ServiceNow provides a cloud-based AI and workflow automation platform used by enterprises and government agencies to digitalize operations, manage IT, CRM, and core business processes. Revenue is primarily subscription-based with multi-year contracts. The company reported $28.2 billion in RPO as of December 31, 2025, reflecting strong contracted future revenue.
ServiceNow shows 27% RPO growth and 98% renewal rates confirming demand, but GAAP operating income of $1.824 billion is structurally below annual SBC of $1.955 billion, and $250 million in new one-time charges in 2025 with no 2024 equivalent require explanation before the non-GAAP earnings quality can be assessed with confidence.
RPO of $28.2 billion growing 27% provides multi-year revenue visibility, and GAAP operating cash flow of $5.44 billion demonstrates the business generates substantial cash. The customer cohort with ACV above $5 million grew 20% to 603, suggesting the land-and-expand motion remains intact at the high end of the market.
GAAP operating income of $1.824 billion is entirely consumed by $1.955 billion of stock-based compensation, meaning reported GAAP profitability depends on perpetual non-GAAP reclassification of a recurring cash-equivalent dilution cost. The emergence of $250 million in new one-time charges in 2025, including severance, asset impairment, and contract termination costs, with no equivalent in 2024, warrants scrutiny about operational disruptions not fully explained in the MD&A.
No explicit forward guidance is provided in the excerpted filing sections. Management states RPO and cRPO grew 27% and 25% respectively, implying near-term revenue visibility. The filing notes management expects revenue growth rate to decline over the long term as the business scales.

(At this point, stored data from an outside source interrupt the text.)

use chrono::{NaiveDate, NaiveTime};
use serde::{Deserialize, Serialize};

/// Daily attendance summary, one row per employee and date.
#[derive(Debug, Clone, Serialize, Deserialize, sqlx::FromRow)]
pub struct Attendance {
    pub id: u64,
    pub employee_id: u64,
    pub date: NaiveDate,
    pub check_in: Option<NaiveTime>,
    pub check_out: Option<NaiveTime>,
    pub break_minutes: i32,
    /// Denormalized "Xh Ym" string, refreshed on every OUT punch
    pub worked_hours: Option<String>,
    pub status: String,
    pub is_weekend: bool,
    pub is_holiday: bool,
}
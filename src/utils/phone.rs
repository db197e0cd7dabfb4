/// Canonical 10-digit form used to match logins against `employees.contact`.
pub fn normalize_phone(phone: &str) -> String {
    let digits: String = phone.chars().filter(|c| c.is_ascii_digit()).collect();

    if digits.len() == 12 && digits.starts_with("91") {
        return digits[2..].to_string();
    }
    if digits.len() == 11 && digits.starts_with('0') {
        return digits[1..].to_string();
    }
    digits
}

/// WhatsApp participant id with the country code, e.g. `919876543210`.
pub fn whatsapp_participant(phone: &str) -> Option<String> {
    let normalized = normalize_phone(phone);
    (!normalized.is_empty()).then(|| format!("91{}", normalized))
}

pub fn whatsapp_chat_id(phone: &str) -> Option<String> {
    whatsapp_participant(phone).map(|p| format!("{}@c.us", p))
}
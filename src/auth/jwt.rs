use crate::models::{ActionClaims, Claims, TokenType};
use chrono::Utc;
use jsonwebtoken::{DecodingKey, EncodingKey, Header, Validation, decode, encode, errors::Error};
use uuid::Uuid;

fn now() -> usize {
    Utc::now().timestamp().max(0) as usize
}

/// Who a token is issued to.
#[derive(Debug, Clone)]
pub struct TokenSubject {
    pub sub: String,
    pub name: String,
    pub role: u8,
    pub employee_id: Option<u64>,
}

fn claims_for(subject: &TokenSubject, ttl: usize, token_type: TokenType) -> Claims {
    Claims {
        sub: subject.sub.clone(),
        name: subject.name.clone(),
        role: subject.role,
        exp: now() + ttl,
        jti: Uuid::new_v4().to_string(),
        token_type,
        employee_id: subject.employee_id,
    }
}

pub fn generate_access_token(subject: &TokenSubject, secret: &str, ttl: usize) -> Result<String, Error> {
    let claims = claims_for(subject, ttl, TokenType::Access);

    encode(
        &Header::default(),
        &claims,
        &EncodingKey::from_secret(secret.as_bytes()),
    )
}

pub fn generate_refresh_token(
    subject: &TokenSubject,
    secret: &str,
    ttl: usize,
) -> Result<(String, Claims), Error> {
    let claims = claims_for(subject, ttl, TokenType::Refresh);

    let token = encode(
        &Header::default(),
        &claims,
        &EncodingKey::from_secret(secret.as_bytes()),
    )?;

    Ok((token, claims))
}

pub fn verify_token(token: &str, secret: &str) -> Result<Claims, String> {
    decode::<Claims>(
        token,
        &DecodingKey::from_secret(secret.as_bytes()),
        &Validation::default(),
    )
    .map(|data| data.claims)
    .map_err(|e| e.to_string())
}

pub fn generate_action_token(kind: &str, request_id: u64, secret: &str, ttl: usize) -> Result<String, Error> {
    let claims = ActionClaims {
        kind: kind.to_string(),
        request_id,
        exp: now() + ttl,
    };

    encode(
        &Header::default(),
        &claims,
        &EncodingKey::from_secret(secret.as_bytes()),
    )
}

/// True when `token` was issued for exactly this request.
pub fn verify_action_token(token: &str, kind: &str, request_id: u64, secret: &str) -> bool {
    decode::<ActionClaims>(
        token,
        &DecodingKey::from_secret(secret.as_bytes()),
        &Validation::default(),
    )
    .map(|data| data.claims.kind == kind && data.claims.request_id == request_id)
    .unwrap_or(false)
}
use chrono::{NaiveDate, NaiveDateTime};
use serde::{Deserialize, Serialize};
use utoipa::ToSchema;

#[derive(Debug, Clone, Serialize, Deserialize, sqlx::FromRow)]
pub struct LeaveRequest {
    pub id: u64,
    pub employee_id: u64,
    pub leave_type: String,
    pub from_date: NaiveDate,
    pub to_date: NaiveDate,
    pub from_session: String,
    pub to_session: String,
    pub days: f64,
    pub reason: Option<String>,
    pub notify_to: Option<String>,
    pub status: String,
    pub created_at: NaiveDateTime,
}

#[derive(Debug, Clone, Serialize, Deserialize, sqlx::FromRow, ToSchema)]
pub struct LeaveType {
    #[schema(example = "CL")]
    pub code: String,
    #[schema(example = "Casual Leave")]
    pub name: String,
    #[schema(example = 12.0)]
    pub default_days: f64,
    pub is_paid: bool,
}

impl LeaveType {
    /// Leave without pay has no allocation ceiling.
    pub fn is_unlimited(&self) -> bool {
        self.code.eq_ignore_ascii_case("LWP")
    }
}

#[derive(Debug, Clone, sqlx::FromRow)]
pub struct EmployeeLeaveBalance {
    pub employee_id: u64,
    pub leave_type: String,
    pub year: i32,
    pub allocated_days: f64,
    pub used_days: f64,
}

ServiceNow operates a single-platform architecture with a deeply embedded workflow automation layer across IT, CRM, and core enterprise functions, creating high switching costs evidenced by a 98% renewal rate. The company faces intensifying competition from larger vendors who may bundle competing capabilities and from AI-native entrants in adjacent markets. The 20% annual growth in $5M-plus ACV customers suggests continued penetration of large enterprise accounts.